A Justiça do Distrito Federal converteu em preventiva a prisão de Evandro Gabriel Ferreira, de 60 anos, suspeito de matar um casal na tarde de quinta-feira (16) em um condomínio na Ponte Alta do Gama. A decisão foi tomada durante audiência de custódia neste sábado (18). Evandro foi preso na sexta-feira (17) na casa vizinha ao quintal onde os corpos foram encontrados. Uma arma atribuída a ele foi apreendida.
Decisão judicial cita gravidade do crime
O juiz responsável avaliou que já há provas da materialidade e indícios suficientes da autoria. "Os fatos imputados são extremamente graves, envolvendo, em tese, a prática de duplo homicídio qualificado, cometido mediante arma de fogo e com resultado morte de duas pessoas. A gravidade concreta da conduta, evidenciada pelo modus operandi descrito nos autos e pelo elevado potencial lesivo da ação, demonstra risco efetivo à ordem pública", diz a decisão.

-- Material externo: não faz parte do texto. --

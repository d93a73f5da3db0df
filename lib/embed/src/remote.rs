//! Remote embedding service client
//!
//! Talks to an external embedding server over HTTP: the request carries a
//! batch of texts, the response one vector per text. The call is blocking;
//! callers that live on an async runtime must run it on a blocking pool.

use crate::embedder::TextEmbedder;
use dermadx_core::{Error, Result, Vector};
use serde::{Deserialize, Serialize};
use std::time::Duration;
use tracing::debug;

#[derive(Serialize)]
struct EmbedRequest<'a> {
    texts: &'a [&'a str],
}

#[derive(Deserialize)]
struct EmbedResponse {
    vectors: Vec<Vec<f32>>,
}

/// Client for an external embedding service.
pub struct RemoteEmbedder {
    endpoint: String,
    dim: usize,
    client: reqwest::blocking::Client,
}

impl RemoteEmbedder {
    /// Create a client for `endpoint`, expecting `dim`-dimensional vectors.
    pub fn new(endpoint: impl Into<String>, dim: usize, timeout: Duration) -> Result<Self> {
        let client = reqwest::blocking::Client::builder()
            .timeout(timeout)
            .build()
            .map_err(|e| Error::Embedding(format!("failed to build HTTP client: {e}")))?;

        Ok(Self {
            endpoint: endpoint.into(),
            dim,
            client,
        })
    }
}

impl TextEmbedder for RemoteEmbedder {
    fn dim(&self) -> usize {
        self.dim
    }

    fn embed_batch(&self, texts: &[&str]) -> Result<Vec<Vector>> {
        debug!(count = texts.len(), endpoint = %self.endpoint, "requesting embeddings");

        let response = self
            .client
            .post(&self.endpoint)
            .json(&EmbedRequest { texts })
            .send()
            .map_err(|e| Error::Embedding(format!("embedding request failed: {e}")))?;

        if !response.status().is_success() {
            return Err(Error::Embedding(format!(
                "embedding service returned HTTP {}",
                response.status()
            )));
        }

        let body: EmbedResponse = response
            .json()
            .map_err(|e| Error::Embedding(format!("invalid embedding response: {e}")))?;

        if body.vectors.len() != texts.len() {
            return Err(Error::Embedding(format!(
                "embedding service returned {} vectors for {} texts",
                body.vectors.len(),
                texts.len()
            )));
        }

        body.vectors
            .into_iter()
            .map(|data| {
                if data.len() != self.dim {
                    return Err(Error::InvalidDimension {
                        expected: self.dim,
                        actual: data.len(),
                    });
                }
                // The contract says unit vectors; renormalize in case the
                // service does not hold to it.
                Ok(Vector::new(data).normalized())
            })
            .collect()
    }
}
//! Classification pipeline
//!
//! Wires the stages into one stateless pass: encode the text, rank the
//! store, aggregate votes, apply keyword boosts, decide. Every invocation
//! starts from a fresh zeroed score map, so concurrent requests share
//! nothing but the immutable store and trigger table.

use crate::aggregate::{aggregate, VotePolicy};
use crate::boost::{apply_keyword_boost, dampen_uncorroborated_ringworm};
use crate::decide::{decide, Diagnosis};
use crate::keywords::KeywordMatcher;
use crate::rank::rank;
use dermadx_core::{Error, ReferenceStore, Result};
use dermadx_embed::{QueryEncoder, TextEmbedder};
use std::sync::Arc;
use tracing::debug;

/// The hybrid text-to-diagnosis classifier.
///
/// All collaborators are injected at construction; there is no ambient
/// state. The classifier is cheap to share behind an [`Arc`] and safe to
/// call from many threads at once.
pub struct TextClassifier {
    store: Arc<ReferenceStore>,
    encoder: QueryEncoder<Arc<dyn TextEmbedder>>,
    matcher: Box<dyn KeywordMatcher>,
    policy: VotePolicy,
}

impl TextClassifier {
    /// Build a classifier over `store`, embedding queries with `embedder`.
    ///
    /// Fails with [`Error::InvalidDimension`] when the embedder's output
    /// dimensionality does not match a non-empty store.
    pub fn new(
        store: Arc<ReferenceStore>,
        embedder: Arc<dyn TextEmbedder>,
        matcher: Box<dyn KeywordMatcher>,
        policy: VotePolicy,
    ) -> Result<Self> {
        if !store.is_empty() && embedder.dim() != store.dim() {
            return Err(Error::InvalidDimension {
                expected: store.dim(),
                actual: embedder.dim(),
            });
        }

        Ok(Self {
            store,
            encoder: QueryEncoder::new(embedder),
            matcher,
            policy,
        })
    }

    #[must_use]
    pub fn policy(&self) -> VotePolicy {
        self.policy
    }

    #[must_use]
    pub fn store(&self) -> &ReferenceStore {
        &self.store
    }

    /// Classify one symptom description.
    ///
    /// Empty or whitespace-only input is rejected before the embedder is
    /// invoked. Everything else runs the full pipeline and returns the
    /// winning label with its bounded confidence.
    pub fn classify(&self, text: &str) -> Result<Diagnosis> {
        let text = text.trim();
        if text.is_empty() {
            return Err(Error::EmptyInput);
        }

        let query = self.encoder.encode(text)?;
        let neighbors = rank(&query, &self.store);
        debug!(neighbors = neighbors.len(), policy = ?self.policy, "ranked reference store");

        let mut scores = aggregate(&neighbors, self.policy);

        let text_lower = text.to_lowercase();
        apply_keyword_boost(&mut scores, &text_lower, self.matcher.as_ref(), self.policy);
        dampen_uncorroborated_ringworm(&mut scores, &text_lower, self.matcher.as_ref(), self.policy);

        let diagnosis = decide(&scores, self.policy);
        debug!(
            disease = %diagnosis.disease,
            confidence = diagnosis.confidence,
            "classification complete"
        );
        Ok(diagnosis)
    }
}
// Snapshot persistence for the reference store
use chrono::{DateTime, Utc};
use dermadx_core::{Disease, Error, ReferenceStore, Result, Vector, VectorRecord};
use flate2::read::GzDecoder;
use flate2::write::GzEncoder;
use flate2::Compression;
use serde::{Deserialize, Serialize};
use sha2::{Digest, Sha256};
use std::fs::{self, File};
use std::io::{BufReader, BufWriter, Read, Write};
use std::path::Path;
use tracing::warn;

/// Snapshot description for logs and the health endpoint
#[derive(Debug, Clone, Serialize, Deserialize)]
pub struct SnapshotDescription {
    pub name: String,
    pub creation_time: Option<String>,
    pub size: u64,
    pub checksum: String,
    pub record_count: usize,
    pub dim: usize,
}

/// On-disk snapshot payload: the full reference store plus its metadata
#[derive(Debug, Serialize, Deserialize)]
pub struct StoreSnapshotData {
    pub dim: usize,
    pub created_at: u64,
    pub records: Vec<RecordData>,
}

#[derive(Debug, Serialize, Deserialize)]
pub struct RecordData {
    pub label: String,
    pub vector: Vec<f32>,
}

/// Result of loading a snapshot into memory.
pub struct LoadedStore {
    pub store: ReferenceStore,
    /// Records dropped because their label is not in the known class set.
    pub skipped: usize,
}

/// Write `store` as a gzip-compressed JSON snapshot at `path`.
pub fn save_store(store: &ReferenceStore, path: &Path) -> Result<SnapshotDescription> {
    if let Some(parent) = path.parent() {
        fs::create_dir_all(parent)?;
    }

    let data = StoreSnapshotData {
        dim: store.dim(),
        created_at: Utc::now().timestamp() as u64,
        records: store
            .records()
            .iter()
            .map(|record| RecordData {
                label: record.label.as_str().to_string(),
                vector: record.vector.as_slice().to_vec(),
            })
            .collect(),
    };

    let json_data =
        serde_json::to_vec(&data).map_err(|e| Error::Serialization(e.to_string()))?;

    let file = File::create(path)?;
    let mut encoder = GzEncoder::new(BufWriter::new(file), Compression::default());
    encoder.write_all(&json_data)?;
    encoder.finish()?;

    describe(path, data.records.len(), data.dim)
}

/// Load a snapshot from `path` into an immutable [`ReferenceStore`].
///
/// Records whose label is outside the class set are skipped with a warning;
/// a record whose vector length disagrees with the snapshot's declared
/// dimensionality fails the whole load. Vectors that are not unit length
/// are re-normalized on the way in.
pub fn load_store(path: &Path) -> Result<LoadedStore> {
    let data = read_snapshot(path)?;

    let mut records = Vec::with_capacity(data.records.len());
    let mut skipped = 0usize;

    for record in data.records {
        let label: Disease = match record.label.parse() {
            Ok(label) => label,
            Err(_) => {
                warn!(label = %record.label, "skipping record with unknown label");
                skipped += 1;
                continue;
            }
        };

        if record.vector.len() != data.dim {
            return Err(Error::InvalidDimension {
                expected: data.dim,
                actual: record.vector.len(),
            });
        }

        let mut vector = Vector::new(record.vector);
        if !vector.is_unit() {
            vector.normalize();
        }
        records.push(VectorRecord::new(vector, label));
    }

    if skipped > 0 {
        warn!(skipped, "snapshot contained records outside the class set");
    }

    let store = ReferenceStore::new(data.dim, records)?;
    Ok(LoadedStore { store, skipped })
}

/// Describe the snapshot file at `path` without loading it into a store.
pub fn describe(path: &Path, record_count: usize, dim: usize) -> Result<SnapshotDescription> {
    let file_data = fs::read(path)?;
    let checksum = format!("{:x}", Sha256::digest(&file_data));

    let metadata = fs::metadata(path)?;
    let creation_time = metadata
        .modified()
        .ok()
        .and_then(|t| t.duration_since(std::time::UNIX_EPOCH).ok())
        .and_then(|d| {
            DateTime::from_timestamp(d.as_secs() as i64, 0)
                .map(|dt| dt.format("%Y-%m-%dT%H:%M:%SZ").to_string())
        });

    let name = path
        .file_name()
        .and_then(|n| n.to_str())
        .unwrap_or("snapshot")
        .to_string();

    Ok(SnapshotDescription {
        name,
        creation_time,
        size: metadata.len(),
        checksum,
        record_count,
        dim,
    })
}

fn read_snapshot(path: &Path) -> Result<StoreSnapshotData> {
    if !path.exists() {
        return Err(Error::Unavailable(format!(
            "snapshot {} does not exist",
            path.display()
        )));
    }

    let file = File::open(path)?;
    let mut decoder = GzDecoder::new(BufReader::new(file));
    let mut json_data = Vec::new();
    decoder.read_to_end(&mut json_data)?;

    serde_json::from_slice(&json_data).map_err(|e| Error::Serialization(e.to_string()))
}

#[cfg(test)]
mod tests {
    use super::*;

    fn sample_store() -> ReferenceStore {
        ReferenceStore::new(
            3,
            vec![
                VectorRecord::new(Vector::new(vec![1.0, 0.0, 0.0]), Disease::Ringworm),
                VectorRecord::new(Vector::new(vec![0.0, 1.0, 0.0]), Disease::Healthy),
            ],
        )
        .unwrap()
    }

    #[test]
    fn test_save_and_load_round_trip() {
        let dir = tempfile::tempdir().unwrap();
        let path = dir.path().join("reference.snapshot");

        let description = save_store(&sample_store(), &path).unwrap();
        assert_eq!(description.record_count, 2);
        assert_eq!(description.dim, 3);
        assert!(!description.checksum.is_empty());

        let loaded = load_store(&path).unwrap();
        assert_eq!(loaded.skipped, 0);
        assert_eq!(loaded.store.len(), 2);
        assert_eq!(loaded.store.dim(), 3);
        assert_eq!(loaded.store.records()[0].label, Disease::Ringworm);
        assert_eq!(
            loaded.store.records()[0].vector.as_slice(),
            &[1.0, 0.0, 0.0]
        );
    }

    #[test]
    fn test_load_skips_unknown_labels() {
        let dir = tempfile::tempdir().unwrap();
        let path = dir.path().join("reference.snapshot");

        let data = StoreSnapshotData {
            dim: 2,
            created_at: 0,
            records: vec![
                RecordData {
                    label: "ringworm".to_string(),
                    vector: vec![1.0, 0.0],
                },
                RecordData {
                    label: "Scabies".to_string(),
                    vector: vec![0.0, 1.0],
                },
            ],
        };
        write_raw(&path, &data);

        let loaded = load_store(&path).unwrap();
        assert_eq!(loaded.skipped, 1);
        assert_eq!(loaded.store.len(), 1);
        assert_eq!(loaded.store.records()[0].label, Disease::Ringworm);
    }

    #[test]
    fn test_load_rejects_dimension_mismatch() {
        let dir = tempfile::tempdir().unwrap();
        let path = dir.path().join("reference.snapshot");

        let data = StoreSnapshotData {
            dim: 3,
            created_at: 0,
            records: vec![RecordData {
                label: "Healthy".to_string(),
                vector: vec![1.0, 0.0],
            }],
        };
        write_raw(&path, &data);

        assert!(matches!(
            load_store(&path),
            Err(Error::InvalidDimension {
                expected: 3,
                actual: 2
            })
        ));
    }

    #[test]
    fn test_load_normalizes_non_unit_vectors() {
        let dir = tempfile::tempdir().unwrap();
        let path = dir.path().join("reference.snapshot");

        let data = StoreSnapshotData {
            dim: 2,
            created_at: 0,
            records: vec![RecordData {
                label: "Dermatitis".to_string(),
                vector: vec![3.0, 4.0],
            }],
        };
        write_raw(&path, &data);

        let loaded = load_store(&path).unwrap();
        let vector = &loaded.store.records()[0].vector;
        assert!(vector.is_unit());
    }

    #[test]
    fn test_missing_snapshot_is_unavailable() {
        let dir = tempfile::tempdir().unwrap();
        let path = dir.path().join("nope.snapshot");
        assert!(matches!(load_store(&path), Err(Error::Unavailable(_))));
    }

    fn write_raw(path: &Path, data: &StoreSnapshotData) {
        let json = serde_json::to_vec(data).unwrap();
        let file = File::create(path).unwrap();
        let mut encoder = GzEncoder::new(BufWriter::new(file), Compression::default());
        encoder.write_all(&json).unwrap();
        encoder.finish().unwrap();
    }
}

Suspeito tem histórico criminal
Evandro Gabriel Ferreira já possui passagens por ameaça, violência doméstica, tentativa de homicídio e homicídio consumado. Segundo o delegado Paulo Fortini, da 20ª Delegacia de Polícia Civil, o suspeito tem histórico de conflitos com os vizinhos do condomínio. A motivação do crime ainda está sendo investigada.
Familiar encontrou os corpos
Na manhã de sexta-feira (17), o pai de uma das vítimas notou a ausência do casal e foi até a casa onde estariam trabalhando, no condomínio Bosque Imperial. No local, encontrou os corpos de Rayane Lins Farias Campos, de 38 anos, e Leonardo de Oliveira Campos, de 42, em meio ao mato alto do lote e acionou a polícia. O casal deixa uma filha. As vítimas não moravam no local; estavam prestando serviço de limpeza na casa onde foram encontrados.
Repercussão e investigação
A Prefeitura de Santo Antônio do Descoberto, em Goiás, onde Rayane trabalhava, lamentou a morte da servidora em uma rede social. Vizinhos afirmam ter ouvido disparos de arma de fogo na tarde de quinta-feira (16), por volta das 15h. A área foi interditada para investigações. Atiradores da PM foram vistos no local, e moradores foram orientados a se retirar da rua do condomínio porque acreditava-se que o suspeito estava armado. O caso é investigado pela 20ª Delegacia de Polícia.